### Study material

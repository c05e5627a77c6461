//! Shutdown Coordinator
//!
//! SIGTERM (container stop) and SIGINT (Ctrl+C) both cancel one
//! [`CancellationToken`]. The worker stops taking deliveries, lets the
//! in-flight one settle, then [`release`]s its resources in order:
//! consumer → channel → connection → order store.

use std::sync::Arc;

use tokio::task::JoinHandle;
use tokio_util::sync::CancellationToken;

use crate::broker::BrokerChannel;
use crate::store::OrderStatusStore;
use crate::subscription::SubscriptionController;

#[derive(Debug, Clone, Default)]
pub struct ShutdownCoordinator {
    token: CancellationToken,
}

impl ShutdownCoordinator {
    pub fn new() -> Self {
        Self::default()
    }

    pub fn token(&self) -> CancellationToken {
        self.token.clone()
    }

    /// Request shutdown (idempotent)
    pub fn trigger(&self, reason: &str) {
        if !self.token.is_cancelled() {
            tracing::info!(reason, "🛑 Shutdown requested");
            self.token.cancel();
        }
    }

    /// Cancel the token on the first SIGTERM or SIGINT
    pub fn listen_for_signals(&self) -> JoinHandle<()> {
        let coordinator = self.clone();
        tokio::spawn(async move {
            tokio::select! {
                signal = wait_for_signal() => coordinator.trigger(signal),
                _ = coordinator.token.cancelled() => {}
            }
        })
    }
}

/// Resolves with the name of the first termination signal received
async fn wait_for_signal() -> &'static str {
    let ctrl_c = async {
        if let Err(e) = tokio::signal::ctrl_c().await {
            tracing::error!(error = %e, "Failed to listen for Ctrl+C");
            std::future::pending::<()>().await;
        }
    };

    #[cfg(unix)]
    let terminate = async {
        use tokio::signal::unix::{SignalKind, signal};
        match signal(SignalKind::terminate()) {
            Ok(mut sigterm) => {
                sigterm.recv().await;
            }
            Err(e) => {
                tracing::error!(error = %e, "Failed to install SIGTERM handler");
                std::future::pending::<()>().await;
            }
        }
    };

    #[cfg(not(unix))]
    let terminate = std::future::pending::<()>();

    tokio::select! {
        _ = ctrl_c => "SIGINT",
        _ = terminate => "SIGTERM",
    }
}

/// Release broker and store resources
///
/// Each step is attempted even if an earlier one failed; a channel that is
/// already gone has nothing left to cancel or close.
pub async fn release(
    channel: Option<Box<dyn BrokerChannel>>,
    subscription: &SubscriptionController,
    store: &Arc<dyn OrderStatusStore>,
) {
    if let Some(mut channel) = channel {
        if let Err(e) = subscription.unsubscribe(channel.as_mut()).await {
            tracing::warn!(error = %e, "Failed to cancel consumer");
        }
        match channel.close().await {
            Ok(()) => tracing::info!("Broker channel and connection closed"),
            Err(e) => tracing::warn!(error = %e, "Failed to close broker connection"),
        }
    }

    store.close().await;
    tracing::info!("Order store closed");
}
//! Order Processor
//!
//! Decode → prepare → mark PREPARING. Each stage logs its start and its
//! outcome; a failure stops the pipeline and is returned to the caller for
//! settlement.

use std::sync::Arc;

use shared::{OrderMessage, OrderStatus};

use crate::broker::RawMessage;
use crate::error::ProcessingError;
use crate::kitchen::Kitchen;
use crate::store::{OrderStatusStore, StatusUpdate};

/// A successfully handled order
#[derive(Debug, Clone, PartialEq, Eq)]
pub struct ProcessedOrder {
    pub order_id: String,
    pub update: StatusUpdate,
}

/// Runs the preparation pipeline for one delivery at a time
#[derive(Clone)]
pub struct OrderProcessor {
    kitchen: Arc<dyn Kitchen>,
    store: Arc<dyn OrderStatusStore>,
}

impl OrderProcessor {
    pub fn new(kitchen: Arc<dyn Kitchen>, store: Arc<dyn OrderStatusStore>) -> Self {
        Self { kitchen, store }
    }

    pub fn store(&self) -> &Arc<dyn OrderStatusStore> {
        &self.store
    }

    pub async fn process(&self, message: &RawMessage) -> Result<ProcessedOrder, ProcessingError> {
        let order = OrderMessage::decode(&message.payload).inspect_err(|e| {
            tracing::warn!(
                delivery_tag = message.delivery_tag,
                error = %e,
                "Undecodable order message"
            );
        })?;

        tracing::info!(
            order_id = %order.order_id,
            delivery_tag = message.delivery_tag,
            redelivered = message.redelivered,
            items = order.items.len(),
            "📨 Order received"
        );

        tracing::info!(order_id = %order.order_id, "⏳ Preparing order");
        if let Err(source) = self.kitchen.prepare(&order).await {
            tracing::error!(order_id = %order.order_id, error = %source, "Preparation failed");
            return Err(ProcessingError::Preparation {
                order_id: order.order_id,
                source,
            });
        }

        let update = match self
            .store
            .set_status(&order.order_id, OrderStatus::Preparing)
            .await
        {
            Ok(update) => update,
            Err(source) => {
                tracing::error!(
                    order_id = %order.order_id,
                    error = %source,
                    "Failed to update order status"
                );
                return Err(ProcessingError::Persistence {
                    order_id: order.order_id,
                    source,
                });
            }
        };

        match update {
            StatusUpdate::Applied => {
                tracing::info!(order_id = %order.order_id, "✅ Order moved to PREPARING");
            }
            StatusUpdate::Unchanged { current } => {
                tracing::info!(
                    order_id = %order.order_id,
                    current = %current,
                    "Order already past PENDING, status left unchanged"
                );
            }
        }

        Ok(ProcessedOrder {
            order_id: order.order_id,
            update,
        })
    }
}

#[cfg(test)]
mod tests {
    use super::*;
    use crate::broker::Acker;
    use crate::error::{ConnectionError, FailureClass};
    use crate::kitchen::KitchenError;
    use crate::store::StoreError;
    use async_trait::async_trait;
    use std::sync::Mutex;

    struct NoopAcker;

    #[async_trait]
    impl Acker for NoopAcker {
        async fn ack(&self) -> Result<(), ConnectionError> {
            Ok(())
        }

        async fn nack(&self, _requeue: bool) -> Result<(), ConnectionError> {
            Ok(())
        }
    }

    struct StubKitchen {
        fail: bool,
    }

    #[async_trait]
    impl Kitchen for StubKitchen {
        async fn prepare(&self, _order: &OrderMessage) -> Result<(), KitchenError> {
            if self.fail {
                Err(KitchenError::Rejected("oven offline".into()))
            } else {
                Ok(())
            }
        }
    }

    #[derive(Default)]
    struct RecordingStore {
        calls: Mutex<Vec<(String, OrderStatus)>>,
        missing: bool,
    }

    #[async_trait]
    impl OrderStatusStore for RecordingStore {
        async fn set_status(
            &self,
            order_id: &str,
            status: OrderStatus,
        ) -> Result<StatusUpdate, StoreError> {
            self.calls.lock().unwrap().push((order_id.to_string(), status));
            if self.missing {
                Err(StoreError::OrderNotFound(order_id.to_string()))
            } else {
                Ok(StatusUpdate::Applied)
            }
        }
    }

    fn message(payload: &str) -> RawMessage {
        RawMessage::new(1, false, payload.as_bytes().to_vec(), NoopAcker)
    }

    const ORD_1: &str = r#"{
        "orderId": "ORD-1",
        "userId": "U-1",
        "addressId": "A-1",
        "items": [{"productId": "P1", "quantity": 2, "price": 5.00}],
        "total": 10.00
    }"#;

    #[tokio::test]
    async fn test_well_formed_order_sets_preparing_once() {
        let store = Arc::new(RecordingStore::default());
        let processor = OrderProcessor::new(Arc::new(StubKitchen { fail: false }), store.clone());

        let processed = processor.process(&message(ORD_1)).await.unwrap();

        assert_eq!(processed.order_id, "ORD-1");
        assert_eq!(processed.update, StatusUpdate::Applied);
        assert_eq!(
            *store.calls.lock().unwrap(),
            vec![("ORD-1".to_string(), OrderStatus::Preparing)]
        );
    }

    #[tokio::test]
    async fn test_malformed_order_never_reaches_store() {
        let store = Arc::new(RecordingStore::default());
        let processor = OrderProcessor::new(Arc::new(StubKitchen { fail: false }), store.clone());

        let err = processor
            .process(&message(r#"{"orderId": 123}"#))
            .await
            .unwrap_err();

        assert_eq!(err.class(), FailureClass::Terminal);
        assert!(store.calls.lock().unwrap().is_empty());
    }

    #[tokio::test]
    async fn test_kitchen_failure_skips_status_update() {
        let store = Arc::new(RecordingStore::default());
        let processor = OrderProcessor::new(Arc::new(StubKitchen { fail: true }), store.clone());

        let err = processor.process(&message(ORD_1)).await.unwrap_err();

        assert!(matches!(err, ProcessingError::Preparation { .. }));
        assert_eq!(err.class(), FailureClass::Transient);
        assert!(store.calls.lock().unwrap().is_empty());
    }

    #[tokio::test]
    async fn test_store_failure_is_a_persistence_error() {
        let store = Arc::new(RecordingStore {
            missing: true,
            ..RecordingStore::default()
        });
        let processor = OrderProcessor::new(Arc::new(StubKitchen { fail: false }), store.clone());

        let err = processor.process(&message(ORD_1)).await.unwrap_err();

        assert!(matches!(
            err,
            ProcessingError::Persistence { ref order_id, .. } if order_id == "ORD-1"
        ));
        assert_eq!(store.calls.lock().unwrap().len(), 1);
    }
}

### Directions
If a line in the records includes "pipeline", it counts toward the total; report that total by itself.

### Written answer
2